Results and discussion

Bioenergy use in this specific example led to a large initial loss of biomass carbon followed by an ongoing and accumulating benefit through fossil-fuel substitution. This caused adverse climatic impacts over the first two rotations as the effects of the on-site carbon loss dominated the overall impact, but the option became increasingly beneficial over longer time frames as the benefit of fossil-fuel substitution accrued and eventually dominated. Summed over 100 years, the bioenergy option reduced direct-temperature and rate-of-warming impacts whilst increasing cumulative-warming impacts. The average of the three kinds of impacts showed a slight mitigation benefit by reducing overall impacts. In the particular example, bioenergy use was assessed to have a more beneficial effect if the analysis was carried out under the assumption of higher-emission concentrations pathways, or if it assumed a steeper relationship between climate perturbations and impacts.

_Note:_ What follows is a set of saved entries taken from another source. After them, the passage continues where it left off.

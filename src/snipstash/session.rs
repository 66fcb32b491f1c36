//! # Session Facade
//!
//! The dispatch interface exposed to clients: load once at startup, then
//! funnel every mutation through [`Session::dispatch`], which runs the
//! reducer and persists the whole collection.
//!
//! Persistence is deliberately non-transactional. A failed write never
//! reverts the in-memory state; it surfaces as a warning-level message and
//! the session keeps going. The window between an in-memory mutation and
//! its durable write is accepted data-loss exposure on process crash.

use crate::action::Action;
use crate::collection::Collection;
use crate::model::Snippet;
use crate::reducer;
use crate::store::DataStore;
use crate::view::{self, ViewFilter};
use serde::Serialize;

#[derive(Debug, Clone, Serialize)]
#[serde(rename_all = "lowercase")]
pub enum MessageLevel {
    Info,
    Success,
    Warning,
    Error,
}

#[derive(Debug, Clone, Serialize)]
pub struct CmdMessage {
    pub level: MessageLevel,
    pub content: String,
}

impl CmdMessage {
    pub fn info(content: impl Into<String>) -> Self {
        Self {
            level: MessageLevel::Info,
            content: content.into(),
        }
    }

    pub fn success(content: impl Into<String>) -> Self {
        Self {
            level: MessageLevel::Success,
            content: content.into(),
        }
    }

    pub fn warning(content: impl Into<String>) -> Self {
        Self {
            level: MessageLevel::Warning,
            content: content.into(),
        }
    }

    pub fn error(content: impl Into<String>) -> Self {
        Self {
            level: MessageLevel::Error,
            content: content.into(),
        }
    }
}

/// A live vault session: the in-memory collection plus its backing store.
pub struct Session<S: DataStore> {
    store: S,
    collection: Collection,
}

impl<S: DataStore> Session<S> {
    /// Loads the stored collection, falling back to the seed set when the
    /// store is empty or unreadable. Startup warnings (e.g. unparsable
    /// data) are returned for the client to render.
    pub fn open(store: S) -> (Self, Vec<CmdMessage>) {
        let mut messages = Vec::new();
        let collection = match store.load() {
            Ok(Some(collection)) => collection,
            Ok(None) => Collection::seed(),
            Err(e) => {
                messages.push(CmdMessage::warning(format!(
                    "Stored collection is unreadable ({}); starting from the seed set",
                    e
                )));
                Collection::seed()
            }
        };
        (Self { store, collection }, messages)
    }

    pub fn collection(&self) -> &Collection {
        &self.collection
    }

    /// Computes the derived view for the current collection.
    pub fn view(&self, filter: &ViewFilter) -> Vec<Snippet> {
        view::apply(&self.collection, filter)
    }

    /// Runs the reducer, then persists the full collection. A write
    /// failure becomes a warning; the in-memory state stands.
    pub fn dispatch(&mut self, action: Action) -> Vec<CmdMessage> {
        reducer::reduce(&mut self.collection, action);

        match self.store.save(&self.collection) {
            Ok(()) => Vec::new(),
            Err(e) => vec![CmdMessage::warning(format!(
                "Could not persist collection: {}",
                e
            ))],
        }
    }
}
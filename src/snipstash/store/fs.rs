use super::DataStore;
use crate::collection::Collection;
use crate::error::{Result, StashError};
use std::fs;
use std::path::{Path, PathBuf};

const COLLECTION_FILENAME: &str = "collection.json";

/// File-based storage: one pretty-printed JSON document per vault.
pub struct FileStore {
    root: PathBuf,
}

impl FileStore {
    pub fn new(root: PathBuf) -> Self {
        Self { root }
    }

    pub fn collection_path(&self) -> PathBuf {
        self.root.join(COLLECTION_FILENAME)
    }

    fn ensure_dir(&self, path: &Path) -> Result<()> {
        if !path.exists() {
            fs::create_dir_all(path).map_err(StashError::Io)?;
        }
        Ok(())
    }
}

impl DataStore for FileStore {
    fn load(&self) -> Result<Option<Collection>> {
        let path = self.collection_path();
        if !path.exists() {
            return Ok(None);
        }
        let content = fs::read_to_string(path).map_err(StashError::Io)?;
        let collection = serde_json::from_str(&content).map_err(StashError::Serialization)?;
        Ok(Some(collection))
    }

    fn save(&mut self, collection: &Collection) -> Result<()> {
        self.ensure_dir(&self.root)?;
        let content = serde_json::to_string_pretty(collection).map_err(StashError::Serialization)?;
        fs::write(self.collection_path(), content).map_err(StashError::Io)?;
        Ok(())
    }
}
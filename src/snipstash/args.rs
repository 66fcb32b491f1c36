use clap::{Parser, Subcommand};

#[derive(Parser, Debug)]
#[command(name = "snipstash")]
#[command(about = "A code snippet vault for the command line", long_about = None)]
#[command(version = crate::version_string())]
pub struct Cli {
    #[command(subcommand)]
    pub command: Option<Commands>,
}

#[derive(Subcommand, Debug)]
pub enum Commands {
    /// Add a new snippet
    #[command(alias = "a")]
    Add {
        /// Name of the snippet
        name: String,

        /// Snippet code, inline
        #[arg(short, long, conflicts_with = "file")]
        code: Option<String>,

        /// Read the snippet code from a file
        #[arg(short, long)]
        file: Option<std::path::PathBuf>,

        /// Language tag (e.g. rust, py, bash)
        #[arg(short, long)]
        lang: Option<String>,

        /// Comma-separated tags
        #[arg(short, long, value_delimiter = ',')]
        tags: Vec<String>,

        /// Visibility: private, team, or public
        #[arg(long)]
        visibility: Option<String>,
    },

    /// List snippets
    #[command(alias = "ls")]
    List {
        /// Free-text search over name, code, tags, and owner
        #[arg(short, long)]
        search: Option<String>,

        /// Only snippets in this language
        #[arg(short, long)]
        lang: Option<String>,

        /// Only snippets carrying every given tag (repeatable)
        #[arg(short, long)]
        tag: Vec<String>,

        /// Only snippets with this visibility
        #[arg(long)]
        visibility: Option<String>,

        /// Include archived snippets
        #[arg(long)]
        archived: bool,

        /// Sort mode: name, name-desc, created, created-desc, usage, usage-desc
        #[arg(long)]
        sort: Option<String>,
    },

    /// Print a snippet's code (bumps its usage counter)
    #[command(alias = "s")]
    Show {
        /// Snippet id or name (exact, then partial match)
        snippet: String,
    },

    /// Edit a snippet's fields; a code change records a version
    #[command(alias = "e")]
    Edit {
        /// Snippet id or name
        snippet: String,

        /// New name
        #[arg(long)]
        name: Option<String>,

        /// New code, inline
        #[arg(short, long, conflicts_with = "file")]
        code: Option<String>,

        /// Read the new code from a file
        #[arg(short, long)]
        file: Option<std::path::PathBuf>,

        /// New language tag
        #[arg(short, long)]
        lang: Option<String>,

        /// Replace the tag set (comma-separated)
        #[arg(short, long, value_delimiter = ',')]
        tags: Option<Vec<String>>,

        /// New visibility
        #[arg(long)]
        visibility: Option<String>,

        /// Change message recorded in the version log
        #[arg(short, long)]
        message: Option<String>,
    },

    /// Delete one or more snippets (removes their version logs)
    #[command(alias = "rm")]
    Delete {
        /// Snippet ids or names
        #[arg(required = true, num_args = 1..)]
        snippets: Vec<String>,
    },

    /// Archive one or more snippets (hidden from the default list)
    Archive {
        #[arg(required = true, num_args = 1..)]
        snippets: Vec<String>,
    },

    /// Restore archived snippets
    Restore {
        #[arg(required = true, num_args = 1..)]
        snippets: Vec<String>,
    },

    /// Add or remove tags on one or more snippets
    Tag {
        /// Snippet ids or names
        #[arg(required = true, num_args = 1..)]
        snippets: Vec<String>,

        /// Tags to add (comma-separated)
        #[arg(short, long, value_delimiter = ',')]
        add: Vec<String>,

        /// Tags to remove (comma-separated)
        #[arg(short, long, value_delimiter = ',')]
        remove: Vec<String>,
    },

    /// Manage collaborators on a team snippet
    Collab {
        /// Snippet id or name
        snippet: String,

        /// User to add
        #[arg(short, long)]
        add: Option<String>,

        /// User to remove
        #[arg(short, long)]
        remove: Option<String>,
    },

    /// Show a snippet's version history
    #[command(alias = "h")]
    History {
        /// Snippet id or name
        snippet: String,
    },

    /// Search snippets (shorthand for list --search)
    Search { term: String },

    /// Export snippets to a tar.gz archive
    Export {
        /// Snippet ids or names; exports all non-archived when empty
        snippets: Vec<String>,

        /// Output path (defaults to snipstash-<timestamp>.tar.gz)
        #[arg(short, long)]
        output: Option<std::path::PathBuf>,
    },

    /// Get or set configuration
    Config {
        /// Configuration key (owner, default-language, default-visibility)
        key: Option<String>,

        /// Value to set (if omitted, prints current value)
        value: Option<String>,
    },
}
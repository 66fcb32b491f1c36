use thiserror::Error;

#[derive(Error, Debug)]
pub enum StashError {
    #[error("IO error: {0}")]
    Io(#[from] std::io::Error),

    #[error("Serialization error: {0}")]
    Serialization(#[from] serde_json::Error),

    #[error("Store error: {0}")]
    Store(String),

    #[error("Api error: {0}")]
    Api(String),
}

pub type Result<T> = std::result::Result<T, StashError>;
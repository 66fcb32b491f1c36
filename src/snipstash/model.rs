//! # Domain Model: Snippets, Versions, and Tag Normalization
//!
//! The core data types for snipstash: [`Snippet`], [`Version`], [`Language`],
//! and [`Visibility`]. This module also owns tag normalization, which keeps
//! the tag-uniqueness invariant in one place.
//!
//! ## Versioning
//!
//! A [`Version`] is an immutable snapshot of a snippet's code *as it was
//! before* the edit that produced it. Versions are append-only: they are
//! never mutated or reordered after creation, and they live and die with
//! their snippet.
//!
//! ## Tags
//!
//! Tags are free text, unique per snippet **case-insensitively**. The first
//! spelling wins: adding `HTTP` to a snippet tagged `http` is a no-op.
//! Normalization trims whitespace and drops empty entries.
//!
//! ## Archival
//!
//! Snippets are never hard-deleted by the archive operation; the
//! `is_archived` / `archived_at` pair is a soft flag that hides the snippet
//! from the default view while keeping it in storage. The delete operation
//! removes the record (and its version log) for good.

use chrono::{DateTime, Utc};
use serde::{Deserialize, Serialize};
use uuid::Uuid;

#[derive(Debug, Clone, Copy, PartialEq, Eq, Hash, Serialize, Deserialize)]
#[serde(rename_all = "lowercase")]
pub enum Visibility {
    Private,
    Team,
    Public,
}

impl Default for Visibility {
    fn default() -> Self {
        Self::Private
    }
}

impl std::fmt::Display for Visibility {
    fn fmt(&self, f: &mut std::fmt::Formatter<'_>) -> std::fmt::Result {
        match self {
            Visibility::Private => write!(f, "private"),
            Visibility::Team => write!(f, "team"),
            Visibility::Public => write!(f, "public"),
        }
    }
}

impl std::str::FromStr for Visibility {
    type Err = String;

    fn from_str(s: &str) -> Result<Self, Self::Err> {
        match s.to_lowercase().as_str() {
            "private" => Ok(Visibility::Private),
            "team" => Ok(Visibility::Team),
            "public" => Ok(Visibility::Public),
            other => Err(format!("Unknown visibility: {}", other)),
        }
    }
}

#[derive(Debug, Clone, PartialEq, Eq, Hash, Serialize, Deserialize)]
pub enum Language {
    Rust,
    Python,
    JavaScript,
    TypeScript,
    Go,
    Java,
    C,
    Cpp,
    Ruby,
    Bash,
    Sql,
    Html,
    Css,
    Yaml,
    Json,
    Markdown,
    Text,
    Other(String),
}

impl Default for Language {
    fn default() -> Self {
        Self::Text
    }
}

impl Language {
    pub fn display_name(&self) -> &str {
        match self {
            Language::Rust => "Rust",
            Language::Python => "Python",
            Language::JavaScript => "JavaScript",
            Language::TypeScript => "TypeScript",
            Language::Go => "Go",
            Language::Java => "Java",
            Language::C => "C",
            Language::Cpp => "C++",
            Language::Ruby => "Ruby",
            Language::Bash => "Bash",
            Language::Sql => "SQL",
            Language::Html => "HTML",
            Language::Css => "CSS",
            Language::Yaml => "YAML",
            Language::Json => "JSON",
            Language::Markdown => "Markdown",
            Language::Text => "Text",
            Language::Other(name) => name,
        }
    }

    /// File extension used when exporting snippet files.
    pub fn file_extension(&self) -> &'static str {
        match self {
            Language::Rust => "rs",
            Language::Python => "py",
            Language::JavaScript => "js",
            Language::TypeScript => "ts",
            Language::Go => "go",
            Language::Java => "java",
            Language::C => "c",
            Language::Cpp => "cpp",
            Language::Ruby => "rb",
            Language::Bash => "sh",
            Language::Sql => "sql",
            Language::Html => "html",
            Language::Css => "css",
            Language::Yaml => "yaml",
            Language::Json => "json",
            Language::Markdown => "md",
            Language::Text => "txt",
            Language::Other(_) => "txt",
        }
    }
}

impl std::fmt::Display for Language {
    fn fmt(&self, f: &mut std::fmt::Formatter<'_>) -> std::fmt::Result {
        write!(f, "{}", self.display_name())
    }
}

impl std::str::FromStr for Language {
    type Err = std::convert::Infallible;

    /// Unknown names become `Other`, so parsing never fails.
    fn from_str(s: &str) -> Result<Self, Self::Err> {
        Ok(match s.to_lowercase().as_str() {
            "rust" | "rs" => Language::Rust,
            "python" | "py" => Language::Python,
            "javascript" | "js" => Language::JavaScript,
            "typescript" | "ts" => Language::TypeScript,
            "go" | "golang" => Language::Go,
            "java" => Language::Java,
            "c" => Language::C,
            "cpp" | "c++" => Language::Cpp,
            "ruby" | "rb" => Language::Ruby,
            "bash" | "sh" | "shell" => Language::Bash,
            "sql" => Language::Sql,
            "html" => Language::Html,
            "css" => Language::Css,
            "yaml" | "yml" => Language::Yaml,
            "json" => Language::Json,
            "markdown" | "md" => Language::Markdown,
            "text" | "txt" | "plain" => Language::Text,
            _ => Language::Other(s.to_string()),
        })
    }
}

/// An immutable snapshot of a snippet's code taken just before an edit.
#[derive(Debug, Clone, PartialEq, Serialize, Deserialize)]
pub struct Version {
    pub id: Uuid,
    pub created_at: DateTime<Utc>,
    /// The code as it was *before* the edit that produced this version.
    pub code: String,
    pub message: String,
    pub author: String,
}

impl Version {
    pub fn new(code: String, message: String, author: String) -> Self {
        Self {
            id: Uuid::new_v4(),
            created_at: Utc::now(),
            code,
            message,
            author,
        }
    }
}

#[derive(Debug, Clone, PartialEq, Serialize, Deserialize)]
pub struct Snippet {
    pub id: Uuid,
    pub name: String,
    pub code: String,
    pub language: Language,
    #[serde(default)]
    pub tags: Vec<String>,
    #[serde(default)]
    pub visibility: Visibility,
    pub owner: String,
    #[serde(default)]
    pub collaborators: Vec<String>,
    pub created_at: DateTime<Utc>,
    pub updated_at: DateTime<Utc>,
    #[serde(default)]
    pub is_archived: bool,
    #[serde(default)]
    pub archived_at: Option<DateTime<Utc>>,
    #[serde(default)]
    pub use_count: u32,
    #[serde(default)]
    pub versions: Vec<Version>,
}

impl Snippet {
    pub fn new(name: String, code: String, language: Language, owner: String) -> Self {
        let now = Utc::now();
        Self {
            id: Uuid::new_v4(),
            name,
            code,
            language,
            tags: Vec::new(),
            visibility: Visibility::default(),
            owner,
            collaborators: Vec::new(),
            created_at: now,
            updated_at: now,
            is_archived: false,
            archived_at: None,
            use_count: 0,
            versions: Vec::new(),
        }
    }

    pub fn with_tags(mut self, tags: Vec<String>) -> Self {
        self.tags = normalize_tags(&tags);
        self
    }

    pub fn with_visibility(mut self, visibility: Visibility) -> Self {
        self.visibility = visibility;
        self
    }

    /// Case-insensitive tag membership.
    pub fn has_tag(&self, tag: &str) -> bool {
        let needle = tag.to_lowercase();
        self.tags.iter().any(|t| t.to_lowercase() == needle)
    }

    pub fn line_count(&self) -> usize {
        self.code.lines().count()
    }
}

/// Trims entries, drops empties, and removes case-insensitive duplicates.
/// The first spelling of a tag wins.
pub fn normalize_tags(tags: &[String]) -> Vec<String> {
    let mut seen: Vec<String> = Vec::new();
    let mut result = Vec::new();
    for tag in tags {
        let clean = tag.trim();
        if clean.is_empty() {
            continue;
        }
        let key = clean.to_lowercase();
        if seen.contains(&key) {
            continue;
        }
        seen.push(key);
        result.push(clean.to_string());
    }
    result
}

/// Applies a tag delta to an existing tag list: removals first, then
/// additions, preserving case-insensitive uniqueness throughout.
pub fn apply_tag_delta(existing: &[String], add: &[String], remove: &[String]) -> Vec<String> {
    let removals: Vec<String> = remove.iter().map(|t| t.trim().to_lowercase()).collect();
    let mut merged: Vec<String> = existing
        .iter()
        .filter(|t| !removals.contains(&t.to_lowercase()))
        .cloned()
        .collect();
    merged.extend(add.iter().cloned());
    normalize_tags(&merged)
}
//! # Snipstash Architecture
//!
//! Snipstash is a **UI-agnostic snippet vault library** with a CLI client.
//! The CLI is one consumer of the library, not the other way around.
//!
//! ## The Layers
//!
//! ```text
//! ┌─────────────────────────────────────────────────────────────┐
//! │  CLI Layer (main.rs, args.rs)                               │
//! │  - Parses arguments, resolves names to ids, formats output  │
//! │  - The ONLY place that knows about stdout/stderr/exit codes │
//! └─────────────────────────────────────────────────────────────┘
//!                              │
//!                              ▼
//! ┌─────────────────────────────────────────────────────────────┐
//! │  Session Layer (session.rs)                                 │
//! │  - Loads the collection once, seeds when the store is empty │
//! │  - dispatch(action): reduce, then persist the whole thing   │
//! │  - Turns persistence failures into warnings, never errors   │
//! └─────────────────────────────────────────────────────────────┘
//!                              │
//!                              ▼
//! ┌─────────────────────────────────────────────────────────────┐
//! │  Core (reducer.rs, view.rs, model.rs, collection.rs)        │
//! │  - Pure state transitions over a closed Action sum type     │
//! │  - Derived view: conjunctive filters + stable sorting       │
//! │  - No I/O assumptions whatsoever                            │
//! └─────────────────────────────────────────────────────────────┘
//!                              │
//!                              ▼
//! ┌─────────────────────────────────────────────────────────────┐
//! │  Storage Layer (store/)                                     │
//! │  - Abstract DataStore trait                                 │
//! │  - FileStore (production), InMemoryStore (testing)          │
//! └─────────────────────────────────────────────────────────────┘
//! ```
//!
//! ## Key Principle: the Reducer Is Total
//!
//! Every mutation goes through [`reducer::reduce`], a function that cannot
//! fail: acting on a missing id is a silent no-op by contract. Errors exist
//! only at the edges: storage I/O and CLI input handling.
//!
//! ## Module Overview
//!
//! - [`session`]: The dispatch facade, entry point for all operations
//! - [`reducer`]: State transitions for each action
//! - [`view`]: Filtered/sorted projection of the collection
//! - [`model`]: Core data types (`Snippet`, `Version`, `Language`, ...)
//! - [`collection`]: The aggregate root and its seed set
//! - [`action`]: The closed action sum type
//! - [`store`]: Storage abstraction and implementations
//! - [`export`]: tar.gz export of snippet files
//! - [`config`]: Configuration management
//! - [`error`]: Error types

pub mod action;
pub mod collection;
pub mod config;
pub mod error;
pub mod export;
pub mod model;
pub mod reducer;
pub mod session;
pub mod store;
pub mod view;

The usefulness of any climate-change mitigation option ultimately relates to the marginal climate-change impacts it can avert. It is shown here that marginal impacts can be calculated in routine operation and that they can provide an objective and methodologically consistent assessment of the mitigation potential of bioenergy use.


Bioenergy C cycle Fossil fuel Global warming potential Impacts Mitigation Radiative efficiency Temperature 

1 Introduction

The atmospheric CO2 concentration reached about 400 μmol mol−1 by 2015 and continues to increase by about 2 μmol mol−1 yr−1 (Hartmann et al. 2013). The increasing CO2 concentration in the atmosphere, together with increases in other greenhouse gases, have begun to have noticeable impacts both on the natural world and on human livelihoods and well-being (Cramer et al. 2014). Hence, there is an urgent need to reduce anthropogenic emissions of greenhouse gases to curtail further climatic changes.

Reducing the emissions from fossil fuel use is the most urgent need, and it can be facilitated through the use of bioenergy that can produce useable energy without attendant fossil fuel emissions. Biomass already supplies about 10 % of global energy needs, and its use could be expanded to supply an even greater share of global energy (Hall 1997; REN21 2012). Bioenergy has, therefore, been supported as a strategy to mitigate climate change (e.g. EC 2003; Brandão et al. 2013; Creutzig et al. 2015).

However, there are a number of problems with its use. First, substitution efficiencies may be very low. Substitution efficiency is defined here as the units of fossil fuel substituted by a unit of bioenergy (also called ‘displacement factor’; Schlamadinger and Marland 1996), and it is one of the key determinants of the overall benefit of using bioenergy. Substitution efficiencies can potentially vary over a wide range of relevant values depending on biomass moisture content, the ease of collection and transport to a site of use, the type of fossil fuel being substituted, whether there are associated changes in the net emissions of non-CO2 greenhouse gases and whether extra fertilisers need to be supplied to sustain biomass productivity. Biomass use typically involves extra greenhouse gas emissions in harvesting and transport that tend to be higher than for fossil fuels. The decentralised nature of biomass production usually incurs additional emissions in transport to a power plant, or biomass has to be utilised in small-scale local power plants with low conversion efficiencies.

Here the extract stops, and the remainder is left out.